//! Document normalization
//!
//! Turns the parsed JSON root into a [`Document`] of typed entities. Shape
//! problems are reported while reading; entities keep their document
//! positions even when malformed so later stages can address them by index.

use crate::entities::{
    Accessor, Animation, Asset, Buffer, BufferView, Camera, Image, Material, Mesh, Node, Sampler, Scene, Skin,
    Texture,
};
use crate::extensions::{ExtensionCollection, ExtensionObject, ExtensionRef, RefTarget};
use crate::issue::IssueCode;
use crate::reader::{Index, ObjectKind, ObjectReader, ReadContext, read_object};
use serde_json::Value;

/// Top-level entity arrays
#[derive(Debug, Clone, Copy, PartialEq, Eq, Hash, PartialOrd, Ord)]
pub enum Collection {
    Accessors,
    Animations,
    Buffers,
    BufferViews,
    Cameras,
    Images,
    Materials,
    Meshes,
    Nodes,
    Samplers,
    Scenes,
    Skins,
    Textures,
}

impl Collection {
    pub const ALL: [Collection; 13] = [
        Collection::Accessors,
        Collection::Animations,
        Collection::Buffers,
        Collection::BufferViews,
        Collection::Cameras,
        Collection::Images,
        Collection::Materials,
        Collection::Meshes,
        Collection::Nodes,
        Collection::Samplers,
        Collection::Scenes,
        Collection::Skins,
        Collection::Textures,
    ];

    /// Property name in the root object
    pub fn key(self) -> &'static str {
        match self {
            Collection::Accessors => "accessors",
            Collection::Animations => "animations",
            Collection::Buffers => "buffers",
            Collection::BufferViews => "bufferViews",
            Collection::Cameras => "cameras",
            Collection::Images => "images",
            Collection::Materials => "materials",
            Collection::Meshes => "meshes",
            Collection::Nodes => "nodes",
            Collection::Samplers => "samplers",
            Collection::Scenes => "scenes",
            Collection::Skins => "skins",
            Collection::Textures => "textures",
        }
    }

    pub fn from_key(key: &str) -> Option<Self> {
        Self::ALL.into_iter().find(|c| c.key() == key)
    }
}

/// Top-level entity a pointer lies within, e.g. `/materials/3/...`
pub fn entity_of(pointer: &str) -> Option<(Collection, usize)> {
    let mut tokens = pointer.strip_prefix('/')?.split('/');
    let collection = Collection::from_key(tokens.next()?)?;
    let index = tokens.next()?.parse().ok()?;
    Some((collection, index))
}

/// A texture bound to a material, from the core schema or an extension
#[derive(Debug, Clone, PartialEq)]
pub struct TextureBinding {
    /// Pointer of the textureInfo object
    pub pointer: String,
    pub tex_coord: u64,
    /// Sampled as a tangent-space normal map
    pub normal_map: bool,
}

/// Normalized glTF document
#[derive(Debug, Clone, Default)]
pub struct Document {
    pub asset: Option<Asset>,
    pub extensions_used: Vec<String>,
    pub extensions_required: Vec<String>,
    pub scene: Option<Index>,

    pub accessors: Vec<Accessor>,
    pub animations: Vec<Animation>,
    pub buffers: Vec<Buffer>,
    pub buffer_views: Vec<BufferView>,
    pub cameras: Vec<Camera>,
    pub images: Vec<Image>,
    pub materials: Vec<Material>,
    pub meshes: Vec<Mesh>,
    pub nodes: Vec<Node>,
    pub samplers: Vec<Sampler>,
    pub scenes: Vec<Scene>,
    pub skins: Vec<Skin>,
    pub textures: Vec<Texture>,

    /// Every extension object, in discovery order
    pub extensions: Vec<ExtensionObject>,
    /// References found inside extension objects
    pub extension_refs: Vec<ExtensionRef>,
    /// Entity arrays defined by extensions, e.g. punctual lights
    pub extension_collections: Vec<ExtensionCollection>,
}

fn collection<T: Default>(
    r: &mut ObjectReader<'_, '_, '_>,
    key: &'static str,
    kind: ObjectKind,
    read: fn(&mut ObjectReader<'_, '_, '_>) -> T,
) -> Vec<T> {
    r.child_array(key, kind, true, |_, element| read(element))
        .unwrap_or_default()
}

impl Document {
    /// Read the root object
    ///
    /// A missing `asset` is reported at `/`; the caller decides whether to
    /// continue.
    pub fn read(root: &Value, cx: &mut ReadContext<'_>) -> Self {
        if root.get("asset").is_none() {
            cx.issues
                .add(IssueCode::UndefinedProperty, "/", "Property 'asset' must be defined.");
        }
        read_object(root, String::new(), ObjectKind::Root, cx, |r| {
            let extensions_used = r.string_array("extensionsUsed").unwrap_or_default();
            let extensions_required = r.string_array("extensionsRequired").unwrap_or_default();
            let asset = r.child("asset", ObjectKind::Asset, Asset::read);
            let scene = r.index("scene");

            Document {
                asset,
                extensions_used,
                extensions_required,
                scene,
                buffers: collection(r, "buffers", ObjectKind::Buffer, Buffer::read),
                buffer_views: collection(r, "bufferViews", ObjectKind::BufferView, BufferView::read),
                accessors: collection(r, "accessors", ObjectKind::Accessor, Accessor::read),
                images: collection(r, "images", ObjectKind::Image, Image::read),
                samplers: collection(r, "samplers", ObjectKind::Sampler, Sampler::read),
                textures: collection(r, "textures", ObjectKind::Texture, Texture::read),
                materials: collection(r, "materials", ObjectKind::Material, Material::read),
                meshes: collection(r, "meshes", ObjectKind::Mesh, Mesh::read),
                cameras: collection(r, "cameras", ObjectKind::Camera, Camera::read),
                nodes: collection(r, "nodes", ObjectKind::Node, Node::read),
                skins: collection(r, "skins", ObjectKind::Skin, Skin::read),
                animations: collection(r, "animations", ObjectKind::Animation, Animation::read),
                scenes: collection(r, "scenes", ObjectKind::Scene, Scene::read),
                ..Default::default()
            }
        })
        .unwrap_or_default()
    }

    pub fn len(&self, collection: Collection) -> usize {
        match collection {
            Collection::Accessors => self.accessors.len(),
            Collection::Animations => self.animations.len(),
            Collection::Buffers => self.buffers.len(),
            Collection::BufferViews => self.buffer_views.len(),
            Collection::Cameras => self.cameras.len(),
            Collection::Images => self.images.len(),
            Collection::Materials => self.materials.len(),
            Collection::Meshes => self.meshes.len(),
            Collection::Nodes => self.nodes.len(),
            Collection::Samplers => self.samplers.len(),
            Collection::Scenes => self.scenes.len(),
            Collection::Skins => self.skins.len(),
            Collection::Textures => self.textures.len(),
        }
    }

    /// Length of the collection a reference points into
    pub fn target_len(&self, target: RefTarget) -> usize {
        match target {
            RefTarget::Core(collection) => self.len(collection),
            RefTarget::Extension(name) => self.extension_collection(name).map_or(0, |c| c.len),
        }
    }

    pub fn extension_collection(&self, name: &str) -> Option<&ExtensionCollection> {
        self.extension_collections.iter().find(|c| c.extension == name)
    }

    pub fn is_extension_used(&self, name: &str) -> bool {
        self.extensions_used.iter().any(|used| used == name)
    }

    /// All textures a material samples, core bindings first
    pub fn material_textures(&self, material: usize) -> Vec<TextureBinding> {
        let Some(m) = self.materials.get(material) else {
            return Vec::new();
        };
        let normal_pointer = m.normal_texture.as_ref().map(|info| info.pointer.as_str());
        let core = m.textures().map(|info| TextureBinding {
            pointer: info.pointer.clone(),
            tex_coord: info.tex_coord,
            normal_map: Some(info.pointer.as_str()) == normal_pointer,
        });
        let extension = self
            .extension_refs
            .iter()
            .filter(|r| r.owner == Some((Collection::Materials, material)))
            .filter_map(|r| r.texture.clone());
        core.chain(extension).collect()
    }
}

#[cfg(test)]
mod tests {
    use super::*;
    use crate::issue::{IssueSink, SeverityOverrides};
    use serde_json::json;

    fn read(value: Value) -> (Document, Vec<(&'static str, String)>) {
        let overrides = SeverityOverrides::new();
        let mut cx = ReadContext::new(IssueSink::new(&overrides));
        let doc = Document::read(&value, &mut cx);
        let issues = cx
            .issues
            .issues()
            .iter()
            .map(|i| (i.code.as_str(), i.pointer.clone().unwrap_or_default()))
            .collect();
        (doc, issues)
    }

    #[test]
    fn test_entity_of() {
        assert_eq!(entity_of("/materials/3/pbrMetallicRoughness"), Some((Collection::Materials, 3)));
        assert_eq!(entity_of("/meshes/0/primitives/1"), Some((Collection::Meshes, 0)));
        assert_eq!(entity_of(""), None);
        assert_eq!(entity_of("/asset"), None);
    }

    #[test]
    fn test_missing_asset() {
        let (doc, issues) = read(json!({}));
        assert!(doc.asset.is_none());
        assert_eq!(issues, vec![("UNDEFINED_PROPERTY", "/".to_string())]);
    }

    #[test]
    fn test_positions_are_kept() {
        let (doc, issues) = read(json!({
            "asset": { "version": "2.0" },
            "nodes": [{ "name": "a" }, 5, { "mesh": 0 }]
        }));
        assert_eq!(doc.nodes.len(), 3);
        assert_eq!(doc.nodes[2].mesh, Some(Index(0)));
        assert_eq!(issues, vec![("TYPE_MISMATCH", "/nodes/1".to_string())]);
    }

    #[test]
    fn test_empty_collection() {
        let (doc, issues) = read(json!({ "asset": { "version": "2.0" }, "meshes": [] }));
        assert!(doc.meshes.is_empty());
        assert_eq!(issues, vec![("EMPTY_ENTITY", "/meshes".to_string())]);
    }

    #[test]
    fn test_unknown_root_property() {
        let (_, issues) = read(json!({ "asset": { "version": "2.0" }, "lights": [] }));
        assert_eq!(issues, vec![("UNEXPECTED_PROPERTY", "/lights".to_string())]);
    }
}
###
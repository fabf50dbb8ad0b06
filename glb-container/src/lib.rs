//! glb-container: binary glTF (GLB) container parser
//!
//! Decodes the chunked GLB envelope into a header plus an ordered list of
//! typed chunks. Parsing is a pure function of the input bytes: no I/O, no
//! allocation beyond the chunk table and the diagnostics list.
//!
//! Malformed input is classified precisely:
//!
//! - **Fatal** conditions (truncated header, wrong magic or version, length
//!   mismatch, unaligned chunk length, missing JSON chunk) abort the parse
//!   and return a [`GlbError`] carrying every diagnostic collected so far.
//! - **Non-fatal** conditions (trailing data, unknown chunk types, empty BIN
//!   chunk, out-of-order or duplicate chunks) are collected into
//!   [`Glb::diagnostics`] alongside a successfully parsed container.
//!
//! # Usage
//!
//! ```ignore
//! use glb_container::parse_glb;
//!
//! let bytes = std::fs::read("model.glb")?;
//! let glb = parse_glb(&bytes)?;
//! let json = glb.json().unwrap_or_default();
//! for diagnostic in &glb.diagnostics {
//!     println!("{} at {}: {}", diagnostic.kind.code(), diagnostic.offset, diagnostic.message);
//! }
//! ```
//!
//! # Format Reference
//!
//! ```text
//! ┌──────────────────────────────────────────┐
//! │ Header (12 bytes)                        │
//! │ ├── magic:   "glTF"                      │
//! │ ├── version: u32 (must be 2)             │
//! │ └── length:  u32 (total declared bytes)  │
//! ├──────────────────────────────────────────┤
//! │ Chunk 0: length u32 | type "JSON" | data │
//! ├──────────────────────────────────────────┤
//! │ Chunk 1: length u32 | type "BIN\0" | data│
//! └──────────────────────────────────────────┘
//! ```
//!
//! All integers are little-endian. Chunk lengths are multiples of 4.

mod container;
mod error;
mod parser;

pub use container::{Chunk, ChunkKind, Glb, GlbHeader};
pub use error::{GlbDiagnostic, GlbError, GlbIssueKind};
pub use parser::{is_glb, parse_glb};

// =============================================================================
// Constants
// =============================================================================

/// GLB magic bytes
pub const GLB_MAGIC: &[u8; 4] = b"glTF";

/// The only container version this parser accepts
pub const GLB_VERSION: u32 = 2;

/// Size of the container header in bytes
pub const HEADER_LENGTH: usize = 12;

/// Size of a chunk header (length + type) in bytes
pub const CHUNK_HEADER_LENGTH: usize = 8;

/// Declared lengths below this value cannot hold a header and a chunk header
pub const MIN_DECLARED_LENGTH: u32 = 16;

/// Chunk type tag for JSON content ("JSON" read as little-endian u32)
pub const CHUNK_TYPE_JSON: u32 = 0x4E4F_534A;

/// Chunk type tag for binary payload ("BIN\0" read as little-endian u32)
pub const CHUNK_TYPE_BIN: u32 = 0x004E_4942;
###
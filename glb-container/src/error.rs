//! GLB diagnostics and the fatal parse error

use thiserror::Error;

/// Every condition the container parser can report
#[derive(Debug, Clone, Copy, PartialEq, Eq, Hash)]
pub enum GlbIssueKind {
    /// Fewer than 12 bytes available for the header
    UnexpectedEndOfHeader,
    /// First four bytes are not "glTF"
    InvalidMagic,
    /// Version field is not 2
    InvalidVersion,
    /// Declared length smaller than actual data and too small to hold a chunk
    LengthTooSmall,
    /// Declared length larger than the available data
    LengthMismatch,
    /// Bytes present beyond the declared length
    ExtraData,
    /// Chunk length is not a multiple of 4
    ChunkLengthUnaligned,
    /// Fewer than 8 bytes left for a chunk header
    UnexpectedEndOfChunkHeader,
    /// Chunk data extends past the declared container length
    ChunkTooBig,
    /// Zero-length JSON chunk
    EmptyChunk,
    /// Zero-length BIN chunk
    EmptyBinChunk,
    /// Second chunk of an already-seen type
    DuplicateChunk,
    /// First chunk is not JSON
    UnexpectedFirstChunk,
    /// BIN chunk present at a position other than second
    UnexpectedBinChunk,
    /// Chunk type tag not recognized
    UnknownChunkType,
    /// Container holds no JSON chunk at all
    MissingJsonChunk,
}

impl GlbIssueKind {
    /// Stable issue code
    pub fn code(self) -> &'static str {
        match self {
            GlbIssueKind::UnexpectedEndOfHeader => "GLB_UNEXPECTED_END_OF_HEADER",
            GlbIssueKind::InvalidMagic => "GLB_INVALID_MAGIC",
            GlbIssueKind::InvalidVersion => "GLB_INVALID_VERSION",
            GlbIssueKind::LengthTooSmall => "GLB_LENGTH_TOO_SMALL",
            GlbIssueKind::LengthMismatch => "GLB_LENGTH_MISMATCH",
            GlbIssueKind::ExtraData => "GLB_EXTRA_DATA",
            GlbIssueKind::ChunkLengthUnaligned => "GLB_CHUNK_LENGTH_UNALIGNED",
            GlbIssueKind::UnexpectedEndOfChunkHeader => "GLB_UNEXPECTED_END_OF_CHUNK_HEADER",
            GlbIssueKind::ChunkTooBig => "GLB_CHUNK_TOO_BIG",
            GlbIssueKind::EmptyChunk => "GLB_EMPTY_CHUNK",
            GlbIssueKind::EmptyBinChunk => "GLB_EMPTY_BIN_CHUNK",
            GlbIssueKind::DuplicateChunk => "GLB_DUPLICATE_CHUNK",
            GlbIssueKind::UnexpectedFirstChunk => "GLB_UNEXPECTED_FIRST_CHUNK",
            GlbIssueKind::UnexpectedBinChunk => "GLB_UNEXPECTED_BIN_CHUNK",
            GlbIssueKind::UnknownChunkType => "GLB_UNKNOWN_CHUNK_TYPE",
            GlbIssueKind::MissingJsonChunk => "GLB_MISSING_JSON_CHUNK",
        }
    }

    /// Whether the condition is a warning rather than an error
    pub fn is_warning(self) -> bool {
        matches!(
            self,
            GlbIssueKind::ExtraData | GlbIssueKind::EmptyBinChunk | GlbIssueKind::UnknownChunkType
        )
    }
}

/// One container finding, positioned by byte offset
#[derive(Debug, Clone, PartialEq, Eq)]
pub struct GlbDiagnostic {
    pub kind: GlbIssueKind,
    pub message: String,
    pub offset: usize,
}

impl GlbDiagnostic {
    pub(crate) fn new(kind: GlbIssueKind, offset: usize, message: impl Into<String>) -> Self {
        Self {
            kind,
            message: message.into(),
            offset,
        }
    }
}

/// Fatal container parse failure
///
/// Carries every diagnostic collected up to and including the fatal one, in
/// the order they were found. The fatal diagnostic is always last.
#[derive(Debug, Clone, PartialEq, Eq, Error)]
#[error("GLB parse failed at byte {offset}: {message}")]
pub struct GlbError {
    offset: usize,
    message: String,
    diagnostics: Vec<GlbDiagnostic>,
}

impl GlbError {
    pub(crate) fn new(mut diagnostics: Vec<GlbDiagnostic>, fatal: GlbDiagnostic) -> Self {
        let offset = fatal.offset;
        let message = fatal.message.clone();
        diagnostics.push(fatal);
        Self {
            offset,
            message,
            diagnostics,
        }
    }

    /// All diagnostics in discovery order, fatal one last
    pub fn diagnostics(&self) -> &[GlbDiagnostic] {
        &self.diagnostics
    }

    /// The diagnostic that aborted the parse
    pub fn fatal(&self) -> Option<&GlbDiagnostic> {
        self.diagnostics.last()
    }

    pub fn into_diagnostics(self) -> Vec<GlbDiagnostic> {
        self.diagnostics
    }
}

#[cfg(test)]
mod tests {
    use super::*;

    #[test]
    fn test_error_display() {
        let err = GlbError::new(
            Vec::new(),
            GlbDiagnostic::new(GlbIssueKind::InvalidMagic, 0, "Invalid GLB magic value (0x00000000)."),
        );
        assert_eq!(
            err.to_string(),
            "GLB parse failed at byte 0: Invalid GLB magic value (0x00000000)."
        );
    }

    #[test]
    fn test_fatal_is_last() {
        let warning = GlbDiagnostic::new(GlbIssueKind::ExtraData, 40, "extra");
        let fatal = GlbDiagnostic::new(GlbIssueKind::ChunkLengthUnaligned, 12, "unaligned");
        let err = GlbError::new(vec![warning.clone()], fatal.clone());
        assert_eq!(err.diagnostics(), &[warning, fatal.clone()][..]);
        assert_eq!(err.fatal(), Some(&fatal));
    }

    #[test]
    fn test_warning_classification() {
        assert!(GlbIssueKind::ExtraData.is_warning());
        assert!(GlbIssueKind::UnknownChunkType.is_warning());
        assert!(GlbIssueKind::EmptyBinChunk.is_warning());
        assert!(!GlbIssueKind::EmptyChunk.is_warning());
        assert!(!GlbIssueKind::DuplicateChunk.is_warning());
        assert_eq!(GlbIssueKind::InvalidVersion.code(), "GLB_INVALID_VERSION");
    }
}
###
# AIM OF THE EXERCISE
Where a line in the records above includes the string "input", show it.

# ANSWER TO THIS TASK
//! typed chunks. Parsing is a pure function of the input bytes: no I/O, no
//! Malformed input is classified precisely:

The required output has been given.